Hey there Lindsey! It’s been harder and harder to find the tubing ever since the product delays began with covid. I am still getting it from my local Lowe’s right now, but there have been times I’ve had to drive around to several stores to get what I need. Although lately, the situation has improved. I would see if you can order it from Lowe’s online!
Hello – I am so glad to have found this blog! Thank you for the resource. I am in need of 6-10 hula hoops to use as an illustration at a women’s church retreat. I thought that would be a wonderful and inexpensive activity. SURPRISE! Adult size hoops that actually hula are expensive! I want to follow your plan here but before I invest in the goods, I want to make sure these will be good quality hoops that properly hula for a grown woman who hasn’t attempted it since the playground at recess. I tried the cheap hoops at Dollar Store and they are worthless to me unfortunately. Thank you for your wisdom!

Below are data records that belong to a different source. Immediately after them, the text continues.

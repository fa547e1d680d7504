//! Word list loading utilities
//!
//! A word list is newline-delimited plain text; entries that are not five ASCII
//! letters are skipped.

use super::FALLBACK;
use crate::core::WORD_LENGTH;
use crate::error::ServiceError;
use crate::game::Dictionary;
use log::{debug, info};
use std::fs;
use std::path::PathBuf;
use std::time::Duration;

/// Public list of valid guesses
pub const DEFAULT_WORD_LIST_URL: &str = "https://gist.githubusercontent.com/dracos/dd0668f281e685bad51479e5acaadb93/raw/6bfa15d263d6d5b63840a8e5b64e04b382fdb079/valid-wordle-words.txt";

const FETCH_TIMEOUT: Duration = Duration::from_secs(10);

/// Split text into lowercase five-letter entries
///
/// # Examples
/// ```
/// use wordquiz::wordlists::parse_word_list;
///
/// let words = parse_word_list("crane\r\nSlate\nno\n\nmouths\n");
/// assert_eq!(words, vec!["crane", "slate"]);
/// ```
#[must_use]
pub fn parse_word_list(text: &str) -> Vec<String> {
    text.lines()
        .map(str::trim)
        .filter(|line| line.len() == WORD_LENGTH && line.bytes().all(|b| b.is_ascii_alphabetic()))
        .map(str::to_ascii_lowercase)
        .collect()
}

/// Dictionary over the embedded fallback list
#[must_use]
pub fn fallback_dictionary() -> Dictionary {
    Dictionary::new(FALLBACK)
}

/// Where the legal-guess list comes from
#[derive(Debug, Clone, PartialEq, Eq)]
pub enum WordSource {
    Url(String),
    File(PathBuf),
}

impl WordSource {
    /// Interpret a command-line value: `http(s)://` is a URL, anything else a path
    #[must_use]
    pub fn from_arg(arg: &str) -> Self {
        if arg.starts_with("http://") || arg.starts_with("https://") {
            Self::Url(arg.to_string())
        } else {
            Self::File(PathBuf::from(arg))
        }
    }

    /// Fetch the raw text of the list
    ///
    /// # Errors
    /// `NetworkUnavailable` if the URL cannot be fetched, `Storage` if the file
    /// cannot be read.
    pub fn fetch_text(&self) -> Result<String, ServiceError> {
        match self {
            Self::Url(url) => {
                debug!("Fetching word list from {url}");
                reqwest::blocking::Client::builder()
                    .timeout(FETCH_TIMEOUT)
                    .build()
                    .and_then(|client| client.get(url).send())
                    .and_then(reqwest::blocking::Response::error_for_status)
                    .and_then(reqwest::blocking::Response::text)
                    .map_err(|e| ServiceError::NetworkUnavailable(e.to_string()))
            }
            Self::File(path) => {
                debug!("Reading word list from {}", path.display());
                Ok(fs::read_to_string(path)?)
            }
        }
    }

    /// Load the list into a dictionary
    ///
    /// # Errors
    /// Any fetch error, or `NetworkUnavailable` when the list holds no
    /// five-letter words.
    pub fn load(&self) -> Result<Dictionary, ServiceError> {
        let dictionary = Dictionary::new(parse_word_list(&self.fetch_text()?));

        if dictionary.is_empty() {
            return Err(ServiceError::NetworkUnavailable(
                "word list contains no five-letter words".to_string(),
            ));
        }

        info!("Loaded {} words", dictionary.len());
        Ok(dictionary)
    }
}

impl Default for WordSource {
    fn default() -> Self {
        Self::Url(DEFAULT_WORD_LIST_URL.to_string())
    }
}
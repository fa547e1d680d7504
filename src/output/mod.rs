//! Terminal output formatting
//!
//! Tiles, keyboard and post-game text shared by both front ends.

pub mod display;
pub mod formatters;

pub use display::{write_banner, write_board, write_summary};
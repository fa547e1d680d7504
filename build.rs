//! Build script to generate the embedded offline word list
//!
//! Reads the fallback word file and generates Rust source code with a const array.

use std::env;
use std::fs;
use std::io::Write;
use std::path::Path;

fn main() {
    let out_dir = env::var("OUT_DIR").unwrap();

    generate_word_list(
        "data/fallback.txt",
        &Path::new(&out_dir).join("fallback.rs"),
        "FALLBACK",
        "Built-in word list used when the remote list or the daily store is unreachable",
    );

    println!("cargo:rerun-if-changed=data/fallback.txt");
}

fn generate_word_list(input_path: &str, output_path: &Path, const_name: &str, doc_comment: &str) {
    let content = fs::read_to_string(input_path)
        .unwrap_or_else(|e| panic!("Failed to read {input_path}: {e}"));

    let words: Vec<&str> = content
        .lines()
        .map(str::trim)
        .filter(|line| !line.is_empty())
        .collect();
    let count = words.len();

    let mut output = fs::File::create(output_path)
        .unwrap_or_else(|e| panic!("Failed to create {}: {e}", output_path.display()));

    writeln!(output, "// Generated word list").unwrap();
    writeln!(output, "//").unwrap();
    writeln!(output, "// {doc_comment}").unwrap();
    writeln!(output).unwrap();
    writeln!(output, "/// {doc_comment}").unwrap();
    writeln!(output, "pub const {const_name}: &[&str] = &[").unwrap();

    for word in words {
        writeln!(output, "    \"{word}\",").unwrap();
    }

    writeln!(output, "];").unwrap();
    writeln!(output).unwrap();
    writeln!(output, "/// Number of words in {const_name}").unwrap();
    writeln!(output, "pub const {const_name}_COUNT: usize = {count};").unwrap();
}
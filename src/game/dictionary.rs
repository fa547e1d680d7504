//! Dictionary gate
//!
//! Decides whether a guess is a real word of the required length.

use crate::core::{WORD_LENGTH, Word};
use rand::Rng;
use rand::prelude::IndexedRandom;
use rustc_hash::FxHashSet;

/// The set of legal guesses
///
/// Entries are stored uppercase; lookups are case-insensitive.
#[derive(Debug, Clone, Default)]
pub struct Dictionary {
    words: Vec<Word>,
    index: FxHashSet<String>,
}

impl Dictionary {
    /// Build a dictionary from raw entries, skipping anything that is not a
    /// five-letter ASCII word. Duplicates are kept once.
    pub fn new<I, S>(entries: I) -> Self
    where
        I: IntoIterator<Item = S>,
        S: AsRef<str>,
    {
        let mut words = Vec::new();
        let mut index = FxHashSet::default();

        for entry in entries {
            if let Ok(word) = Word::new(entry.as_ref())
                && index.insert(word.text().to_string())
            {
                words.push(word);
            }
        }

        Self { words, index }
    }

    /// Membership test for a submitted guess
    ///
    /// Returns false for unknown words and for input of the wrong length.
    ///
    /// # Examples
    /// ```
    /// use wordquiz::game::Dictionary;
    ///
    /// let dictionary = Dictionary::new(["crane", "slate"]);
    /// assert!(dictionary.is_legal_guess("CRANE"));
    /// assert!(!dictionary.is_legal_guess("qqzzz"));
    /// assert!(!dictionary.is_legal_guess("cranes"));
    /// ```
    #[must_use]
    pub fn is_legal_guess(&self, word: &str) -> bool {
        word.len() == WORD_LENGTH && self.index.contains(&word.to_ascii_uppercase())
    }

    /// Add `word` as a legal guess; returns false if it was already present
    pub fn insert(&mut self, word: &Word) -> bool {
        let added = self.index.insert(word.text().to_string());
        if added {
            self.words.push(word.clone());
        }
        added
    }

    /// Pick a secret word uniformly at random
    pub fn random_word<R: Rng + ?Sized>(&self, rng: &mut R) -> Option<&Word> {
        self.words.choose(rng)
    }

    #[must_use]
    pub fn words(&self) -> &[Word] {
        &self.words
    }

    #[must_use]
    pub fn len(&self) -> usize {
        self.words.len()
    }

    #[must_use]
    pub fn is_empty(&self) -> bool {
        self.words.is_empty()
    }
}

Hi Audrey! These hoops will be just fine. They are long lasting and durable if made with the materials mentioned here.
Thank you for the tutorial. For the beginner, I’ve read that weightier and bigger hoops may help. Do the added rice or beans make it weighted or would that be by using heavier tubing? Thanks so much!
You’re welcome! You can add rice and beans for more weight, but using this kind of tubing even when it’s empty inside is still considered a weighted hoop because the tubing itself is fairly weighty.